Cette série est, à bien des égards, magistrale. Elle démonte, afin de mieux les étudier, les rouages de la société américaine, chaque saison abordant un thème particulier : le monde du travail, la presse, l’école, la politique… Le signataire de ces lignes, dont les lecteurs auront sans doute compris l’appétence particulière pour cette sous-culture que sont les séries télévisées, désespérait de découvrir une « fiction française feuilletonnante » capable de décrire, avec le même œil acéré, la société française… Plus belle la vie mise à part évidemment.
Est-ce aujourd’hui toujours utile ? La réalité a en effet dépassé la fiction au point que le scénario composé par les révélations de ces derniers jours dépasse l’entendement. Un ancien président de la République, qui n’a pas, semble-t-il, renoncé à le redevenir, est placé sur écoute. Il est soupçonné d’avoir reçu des fonds d’une puissance étrangère pour financer sa campagne présidentielle victorieuse. Informé de la mise en place de cette surveillance, il aurait ainsi tenté de la déjouer au moyen d’une ligne téléphonique, ouverte sous un nom d’emprunt par son avocat. À cela s’ajoute ensuite, une garde des Sceaux qui s’emmêle les pinceaux, puisqu’elle n’était pas au courant avant le 28 mars… non le 26… En tout cas, elle ignorait totalement le contenu des interceptions… ou alors elle n’avait pas connaissance de tout… et vice versa… On n’oubliera pas le président du principal parti d’opposition, qui n’en revient toujours pas d’avoir autant de chance, puisque cette affaire a complètement occulté celle, dont la presse se délectait quelques jours avant, et qui le concernait au premier chef…
Le casting américain de cette série pourrait être composé de Kevin Spacey dans le rôle de l’ancien président, au moins s’il parvient à ses fins dans House of cards, de Bob Odenkirk dans le rôle de l’avocat, qui a fait ses preuves dans Breaking Bad, et de Mary-Louise Parker, étonnante dans Weeds, pour le rôle de la ministre à la mémoire fragile.

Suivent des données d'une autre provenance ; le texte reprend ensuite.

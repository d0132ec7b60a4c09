use anyhow::{bail, Result};
use serde::{Deserialize, Serialize};

pub const POOL_SIZE: u8 = 60;
pub const DRAW_SIZE: usize = 6;

#[derive(Debug, Clone, PartialEq, Eq, Serialize, Deserialize)]
pub struct Draw {
    pub contest: Option<u32>,
    pub date: Option<String>,
    pub numbers: [u8; DRAW_SIZE],
}

impl Draw {
    pub fn new(
        contest: Option<u32>,
        date: Option<String>,
        mut numbers: [u8; DRAW_SIZE],
    ) -> Result<Draw> {
        numbers.sort_unstable();
        validate_numbers(&numbers)?;
        Ok(Draw {
            contest,
            date,
            numbers,
        })
    }
}

pub fn validate_numbers(numbers: &[u8; DRAW_SIZE]) -> Result<()> {
    for &d in numbers {
        if d < 1 || d > POOL_SIZE {
            bail!("Dezena {} fora do intervalo (1-60)", d);
        }
    }
    for i in 0..numbers.len() {
        for j in (i + 1)..numbers.len() {
            if numbers[i] == numbers[j] {
                bail!("Dezena em duplicidade: {}", numbers[i]);
            }
        }
    }
    Ok(())
}

#[cfg(test)]
mod tests {
    use super::*;

    #[test]
    fn test_validate_numbers_ok() {
        assert!(validate_numbers(&[1, 2, 3, 4, 5, 6]).is_ok());
        assert!(validate_numbers(&[55, 56, 57, 58, 59, 60]).is_ok());
    }

    #[test]
    fn test_validate_numbers_out_of_range() {
        assert!(validate_numbers(&[0, 2, 3, 4, 5, 6]).is_err());
        assert!(validate_numbers(&[1, 2, 3, 4, 5, 61]).is_err());
    }

    #[test]
    fn test_validate_numbers_duplicate() {
        assert!(validate_numbers(&[1, 1, 3, 4, 5, 6]).is_err());
    }

    #[test]
    fn test_new_sorts_ascending() {
        let draw = Draw::new(Some(100), None, [56, 5, 45, 12, 34, 23]).unwrap();
        assert_eq!(draw.numbers, [5, 12, 23, 34, 45, 56]);
    }

    #[test]
    fn test_new_rejects_duplicate() {
        assert!(Draw::new(None, None, [5, 5, 23, 34, 45, 56]).is_err());
    }
}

Quant au président du parti d’opposition, il devrait reprendre son propre rôle car personne ne peut autant surjouer l’innocence et la dignité blessée.

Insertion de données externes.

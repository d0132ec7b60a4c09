use std::path::Path;

use anyhow::{Context, Result};
use comfy_table::{presets::UTF8_FULL, ContentArrangement, Table};

use crate::analysis::POOL;
use crate::import::ImportResult;

pub fn format_game(game: &[u8]) -> String {
    game.iter()
        .map(|d| format!("{:02}", d))
        .collect::<Vec<_>>()
        .join(" - ")
}

pub fn display_games(games: &[Vec<u8>]) {
    if games.is_empty() {
        println!("Nenhum jogo para exibir.");
        return;
    }

    let mut table = Table::new();
    table
        .load_preset(UTF8_FULL)
        .set_content_arrangement(ContentArrangement::Dynamic)
        .set_header(vec!["#", "Dezenas"]);

    for (i, game) in games.iter().enumerate() {
        table.add_row(vec![format!("{:02}", i + 1), format_game(game)]);
    }
    println!("{table}");
}

pub fn display_top(top: &[(u8, f64)], model_name: &str) {
    println!("\n🎯 Dezenas mais pontuadas ({model_name})\n");

    let mut table = Table::new();
    table
        .load_preset(UTF8_FULL)
        .set_content_arrangement(ContentArrangement::Dynamic)
        .set_header(vec!["Dezena", "Pontuação"]);

    for (number, score) in top {
        table.add_row(vec![format!("{:2}", number), format!("{:.4}", score)]);
    }
    println!("{table}");
}

pub fn display_stats(counts: &[u32; POOL], recent_counts: &[u32; POOL], window: usize) {
    println!("\n📊 Frequências (janela recente de {} concursos)\n", window);

    let mut table = Table::new();
    table
        .load_preset(UTF8_FULL)
        .set_content_arrangement(ContentArrangement::Dynamic)
        .set_header(vec!["Dezena", "Frequência", "Freq. recente"]);

    let mut order: Vec<usize> = (0..POOL).collect();
    order.sort_by(|&a, &b| counts[b].cmp(&counts[a]).then(a.cmp(&b)));

    for i in order {
        table.add_row(vec![
            format!("{:2}", i + 1),
            counts[i].to_string(),
            recent_counts[i].to_string(),
        ]);
    }
    println!("{table}");
}

pub fn display_import_summary(result: &ImportResult) {
    println!("Importação concluída:");
    println!("  Linhas de dados lidas : {}", result.total_rows);
    println!("  Concursos aceitos     : {}", result.accepted);
    let rejected = result.total_rows.saturating_sub(result.accepted);
    if rejected > 0 {
        println!("  Linhas descartadas    : {}", rejected);
    }
}

/// Exporta os jogos no formato `Numero;D1;...;D6`.
pub fn export_games_csv(games: &[Vec<u8>], path: &Path) -> Result<()> {
    let mut writer = csv::WriterBuilder::new()
        .delimiter(b';')
        .from_path(path)
        .with_context(|| format!("Não foi possível gravar {:?}", path))?;
    writer.write_record(["Numero", "D1", "D2", "D3", "D4", "D5", "D6"])?;
    for (i, game) in games.iter().enumerate() {
        let mut record = vec![format!("{:02}", i + 1)];
        record.extend(game.iter().map(|d| format!("{:02}", d)));
        writer.write_record(&record)?;
    }
    writer.flush()?;
    Ok(())
}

Pour être crédible, la série devra toutefois faire l’impasse sur une spécificité du droit français en matière d’écoute téléphonique : la distinction entre l’interception et sa transcription.

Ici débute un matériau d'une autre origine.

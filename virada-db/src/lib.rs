pub mod cache;
pub mod models;
use virada_db::models::DRAW_SIZE;

const PRIMES: [u8; 17] = [2, 3, 5, 7, 11, 13, 17, 19, 23, 29, 31, 37, 41, 43, 47, 53, 59];

/// Filtros combinatórios sobre um jogo ordenado. Puro e determinístico:
/// o veredito depende apenas do jogo e do histórico.
pub fn passes_filters(game: &[u8], history: &[[u8; DRAW_SIZE]]) -> bool {
    // no máximo 3 dezenas pares
    let evens = game.iter().filter(|&&d| d % 2 == 0).count();
    if evens >= 4 {
        return false;
    }

    // nenhuma trinca consecutiva (a, a+1, a+2)
    if game
        .windows(3)
        .any(|w| w[1] == w[0] + 1 && w[2] == w[1] + 1)
    {
        return false;
    }

    // nenhum final (mod 10) repetido mais de duas vezes
    let mut endings = [0u8; 10];
    for &d in game {
        endings[(d % 10) as usize] += 1;
    }
    if endings.iter().any(|&c| c > 2) {
        return false;
    }

    // pelo menos 4 décadas distintas
    let mut decades = [false; 6];
    for &d in game {
        let idx = ((d.saturating_sub(1)) / 10) as usize;
        if idx < decades.len() {
            decades[idx] = true;
        }
    }
    if decades.iter().filter(|&&hit| hit).count() < 4 {
        return false;
    }

    // soma dentro da faixa histórica usual
    let sum: u32 = game.iter().map(|&d| d as u32).sum();
    if !(100..=250).contains(&sum) {
        return false;
    }

    // no máximo 4 primos
    if game.iter().filter(|&d| PRIMES.contains(d)).count() > 4 {
        return false;
    }

    // jogo idêntico a um concurso já sorteado
    if game.len() == DRAW_SIZE && history.iter().any(|past| past[..] == game[..]) {
        return false;
    }

    true
}

#[cfg(test)]
mod tests {
    use super::*;

    #[test]
    fn test_accepts_balanced_game() {
        assert!(passes_filters(&[5, 12, 23, 34, 45, 56], &[]));
    }

    #[test]
    fn test_rejects_too_many_evens() {
        assert!(!passes_filters(&[2, 4, 6, 8, 10, 12], &[]));
        assert!(!passes_filters(&[2, 4, 6, 8, 11, 23], &[]));
    }

    #[test]
    fn test_rejects_consecutive_run() {
        assert!(!passes_filters(&[10, 11, 12, 20, 30, 40], &[]));
    }

    #[test]
    fn test_rejects_repeated_endings() {
        // finais 9, 9, 9
        assert!(!passes_filters(&[9, 19, 29, 34, 45, 56], &[]));
    }

    #[test]
    fn test_rejects_few_decades() {
        // apenas duas décadas (21-30 e 31-40)
        assert!(!passes_filters(&[21, 23, 25, 32, 34, 36], &[]));
    }

    #[test]
    fn test_rejects_sum_out_of_range() {
        assert!(!passes_filters(&[1, 2, 4, 11, 23, 35], &[]));
        assert!(!passes_filters(&[27, 39, 45, 53, 57, 59], &[]));
    }

    #[test]
    fn test_rejects_too_many_primes() {
        assert!(!passes_filters(&[5, 13, 23, 31, 47, 59], &[]));
    }

    #[test]
    fn test_rejects_historical_game() {
        let history = vec![[5, 12, 23, 34, 45, 56]];
        assert!(!passes_filters(&[5, 12, 23, 34, 45, 56], &history));
        assert!(passes_filters(&[5, 12, 23, 34, 45, 58], &history));
    }

    #[test]
    fn test_verdict_is_deterministic() {
        let history = vec![[1, 2, 13, 24, 35, 46]];
        let game = [5, 12, 23, 34, 45, 56];
        assert_eq!(
            passes_filters(&game, &history),
            passes_filters(&game, &history)
        );
    }
}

Beaucoup s’interrogent sur la légalité de l’interception des conversations entre l’avocat et son client. En droit positif, cette interrogation n’a pas vraiment de sens. Rien n’interdit en effet au policier chargé des interceptions d’écouter la conversation entre un client et son avocat.
En revanche, comme « le secret professionnel est sacré », il ne pourra pas la transcrire, c'est-à-dire la coucher sur un procès-verbal, si la correspondance relève de l’exercice des droits de la défense (C. pr. pén., art. 100-5). En effet, il faut bien que le policier écoute pour savoir si l’avocat a participé ou participe à la commission d’une infraction, auquel cas, il retrouve son pouvoir de transcription.
Si la conversation n’a rien révélé de tel, le policier en question fera appel à une brigade secrète d’hommes habillés de noir qui viendront, avec un « flashouilleur », lui ôter immédiatement tout souvenir de ladite conversation… Il ne faudrait pas, en effet, que le policier ait la tentation d’utiliser les informations qu’il a entendues, mais qu’il n’avait pas le droit de retranscrire… L’ouverture d’une enquête préliminaire, sur dénonciation anonyme, serait par trop déloyale [NDLR pour les lecteurs les plus fragiles : *sarcasme*].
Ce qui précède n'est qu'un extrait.